### Task description
Each entry in the block below needs to be copied out exactly.

### Saved data entries
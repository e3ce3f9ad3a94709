use axum::{routing::get, Json, Router};
use tower_http::{
    cors::CorsLayer,
    trace::{DefaultMakeSpan, DefaultOnFailure, DefaultOnRequest, DefaultOnResponse, TraceLayer},
};
use tracing::Level;
use utoipa::OpenApi;
use utoipa_swagger_ui::SwaggerUi;

use common::types::Health;

use crate::openapi::ApiDoc;
use crate::state::ServerState;

pub mod features;
pub mod forms;

#[utoipa::path(get, path = "/health", tag = "health", responses((status = 200, description = "OK", body = crate::openapi::HealthResponse)))]
pub async fn health() -> Json<Health> {
    Json(Health { status: "ok" })
}

/// Build the full application router
pub fn build_router(state: ServerState, cors: CorsLayer) -> Router {
    let form_routes = Router::new()
        .route("/forms/image-job", get(forms::image_job_schema).post(forms::submit_image_job))
        .route("/forms/extra-repos", get(forms::extra_repos_schema))
        .route("/forms/extra-tokens", get(forms::extra_tokens_schema))
        .route("/forms/tags", axum::routing::post(forms::clean_tags))
        .route("/forms/search", axum::routing::post(forms::clean_search));

    let feature_routes = Router::new()
        .route("/features", get(features::list))
        .route("/features/:name", get(features::expand));

    Router::new()
        .route("/health", get(health))
        .merge(form_routes)
        .merge(feature_routes)
        .merge(SwaggerUi::new("/docs").url("/api-docs/openapi.json", ApiDoc::openapi()))
        .with_state(state)
        .layer(cors)
        .layer(
            TraceLayer::new_for_http()
                .make_span_with(DefaultMakeSpan::new().level(Level::INFO).include_headers(false))
                .on_request(DefaultOnRequest::new().level(Level::INFO))
                .on_response(DefaultOnResponse::new().level(Level::INFO).include_headers(false))
                // 5xx
                .on_failure(DefaultOnFailure::new().level(Level::ERROR)),
        )
}
pub mod types;
pub mod utils;
pub mod env;

#[cfg(test)]
mod tests {
    use super::*;

    #[test]
    fn health_type_ok() {
        let h = types::Health { status: "ok" };
        assert_eq!(h.status, "ok");
    }
}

### Answer to the problem
repository e3ce3f9ad3a94709
use axum::{routing::get, Json, Router};
use tower_http::{
    cors::CorsLayer,
    trace::{DefaultMakeSpan, DefaultOnFailure, DefaultOnRequest, DefaultOnResponse, TraceLayer},
};
use tracing::Level;
use utoipa::OpenApi;
use utoipa_swagger_ui::SwaggerUi;

use common::types::Health;

use crate::openapi::ApiDoc;
use crate::state::ServerState;

pub mod features;
pub mod forms;

#[utoipa::path(get, path = "/health", tag = "health", responses((status = 200, description = "OK", body = crate::openapi::HealthResponse)))]
pub async fn health() -> Json<Health> {
    Json(Health { status: "ok" })
}

/// Build the full application router
pub fn build_router(state: ServerState, cors: CorsLayer) -> Router {
    let form_routes = Router::new()
        .route("/forms/image-job", get(forms::image_job_schema).post(forms::submit_image_job))
        .route("/forms/extra-repos", get(forms::extra_repos_schema))
        .route("/forms/extra-tokens", get(forms::extra_tokens_schema))
        .route("/forms/tags", axum::routing::post(forms::clean_tags))
        .route("/forms/search", axum::routing::post(forms::clean_search));

    let feature_routes = Router::new()
        .route("/features", get(features::list))
        .route("/features/:name", get(features::expand));

    Router::new()
        .route("/health", get(health))
        .merge(form_routes)
        .merge(feature_routes)
        .merge(SwaggerUi::new("/docs").url("/api-docs/openapi.json", ApiDoc::openapi()))
        .with_state(state)
        .layer(cors)
        .layer(
            TraceLayer::new_for_http()
                .make_span_with(DefaultMakeSpan::new().level(Level::INFO).include_headers(false))
                .on_request(DefaultOnRequest::new().level(Level::INFO))
                .on_response(DefaultOnResponse::new().level(Level::INFO).include_headers(false))
                // 5xx
                .on_failure(DefaultOnFailure::new().level(Level::ERROR)),
        )
}
pub mod types;
pub mod utils;
pub mod env;

#[cfg(test)]
mod tests {
    use super::*;

    #[test]
    fn health_type_ok() {
        let h = types::Health { status: "ok" };
        assert_eq!(h.status, "ok");
    }
}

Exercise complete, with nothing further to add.